━━ THE RECORDS ━━

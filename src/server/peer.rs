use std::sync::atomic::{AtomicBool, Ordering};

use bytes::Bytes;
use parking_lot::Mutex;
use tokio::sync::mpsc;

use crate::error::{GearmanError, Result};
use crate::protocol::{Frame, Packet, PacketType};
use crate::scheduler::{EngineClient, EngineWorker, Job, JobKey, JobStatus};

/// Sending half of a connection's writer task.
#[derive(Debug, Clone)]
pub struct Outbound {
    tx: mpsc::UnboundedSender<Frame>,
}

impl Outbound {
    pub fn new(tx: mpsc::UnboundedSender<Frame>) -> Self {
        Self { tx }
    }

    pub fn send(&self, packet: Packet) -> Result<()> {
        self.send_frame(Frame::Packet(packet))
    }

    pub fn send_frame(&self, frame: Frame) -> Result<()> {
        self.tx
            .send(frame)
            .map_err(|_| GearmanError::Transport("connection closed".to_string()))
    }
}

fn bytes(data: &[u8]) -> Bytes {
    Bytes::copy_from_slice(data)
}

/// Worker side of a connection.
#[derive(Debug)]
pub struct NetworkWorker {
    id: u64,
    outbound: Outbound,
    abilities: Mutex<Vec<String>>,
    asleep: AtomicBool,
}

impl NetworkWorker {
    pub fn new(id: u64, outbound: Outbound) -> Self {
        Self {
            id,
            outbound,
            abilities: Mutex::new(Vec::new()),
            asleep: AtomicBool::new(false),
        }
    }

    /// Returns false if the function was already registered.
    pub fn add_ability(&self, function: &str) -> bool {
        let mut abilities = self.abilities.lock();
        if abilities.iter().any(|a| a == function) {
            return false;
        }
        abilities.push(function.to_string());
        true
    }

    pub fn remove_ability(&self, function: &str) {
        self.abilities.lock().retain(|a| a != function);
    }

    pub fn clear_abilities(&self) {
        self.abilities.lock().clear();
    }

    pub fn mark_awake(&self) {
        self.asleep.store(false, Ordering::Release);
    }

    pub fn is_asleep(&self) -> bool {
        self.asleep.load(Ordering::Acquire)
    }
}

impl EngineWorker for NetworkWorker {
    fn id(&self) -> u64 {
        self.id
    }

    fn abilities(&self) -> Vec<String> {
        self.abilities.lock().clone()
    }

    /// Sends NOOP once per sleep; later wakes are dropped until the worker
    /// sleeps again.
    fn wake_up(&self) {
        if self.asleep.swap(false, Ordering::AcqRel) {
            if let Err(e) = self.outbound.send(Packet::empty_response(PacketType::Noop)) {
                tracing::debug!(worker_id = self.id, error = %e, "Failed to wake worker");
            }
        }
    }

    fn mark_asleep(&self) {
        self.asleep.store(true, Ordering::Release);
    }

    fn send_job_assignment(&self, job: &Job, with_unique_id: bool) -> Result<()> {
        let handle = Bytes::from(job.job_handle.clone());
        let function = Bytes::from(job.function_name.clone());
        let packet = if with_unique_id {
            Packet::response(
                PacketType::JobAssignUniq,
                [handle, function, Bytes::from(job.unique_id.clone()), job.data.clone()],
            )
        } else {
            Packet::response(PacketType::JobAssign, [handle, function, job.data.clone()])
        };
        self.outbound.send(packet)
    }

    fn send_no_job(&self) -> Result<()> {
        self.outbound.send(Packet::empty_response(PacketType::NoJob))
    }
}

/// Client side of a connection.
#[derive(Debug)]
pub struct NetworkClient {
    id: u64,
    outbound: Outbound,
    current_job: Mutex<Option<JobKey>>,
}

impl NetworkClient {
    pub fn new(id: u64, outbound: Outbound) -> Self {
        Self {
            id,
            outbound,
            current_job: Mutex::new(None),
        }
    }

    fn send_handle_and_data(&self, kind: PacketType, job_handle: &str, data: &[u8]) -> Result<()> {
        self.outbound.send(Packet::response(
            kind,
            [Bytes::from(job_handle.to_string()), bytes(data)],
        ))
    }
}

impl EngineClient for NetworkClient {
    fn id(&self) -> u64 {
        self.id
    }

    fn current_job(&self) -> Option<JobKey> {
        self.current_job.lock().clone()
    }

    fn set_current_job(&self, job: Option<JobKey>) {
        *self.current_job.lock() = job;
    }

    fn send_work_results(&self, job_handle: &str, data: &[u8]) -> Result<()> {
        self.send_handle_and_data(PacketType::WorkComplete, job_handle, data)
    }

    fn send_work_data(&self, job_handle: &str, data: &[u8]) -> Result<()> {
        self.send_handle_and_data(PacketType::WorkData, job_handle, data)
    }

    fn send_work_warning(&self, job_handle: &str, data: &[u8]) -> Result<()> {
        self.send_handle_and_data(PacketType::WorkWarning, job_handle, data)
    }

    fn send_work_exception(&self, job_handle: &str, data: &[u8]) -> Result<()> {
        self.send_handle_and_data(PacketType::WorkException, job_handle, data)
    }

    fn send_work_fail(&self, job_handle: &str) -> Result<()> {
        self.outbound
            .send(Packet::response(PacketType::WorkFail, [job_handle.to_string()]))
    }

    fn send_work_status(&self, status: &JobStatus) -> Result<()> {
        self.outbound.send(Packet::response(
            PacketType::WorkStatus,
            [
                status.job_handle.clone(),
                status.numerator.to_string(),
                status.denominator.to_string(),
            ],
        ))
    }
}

━━━

■ PROBLEM STATEMENT ■
Return each line of the records above in which the word "connection" occurs.

■ EXPECTED ANSWER ■
/// Sending half of a connection's writer task.
            .map_err(|_| GearmanError::Transport("connection closed".to_string()))
/// Worker side of a connection.
/// Client side of a connection.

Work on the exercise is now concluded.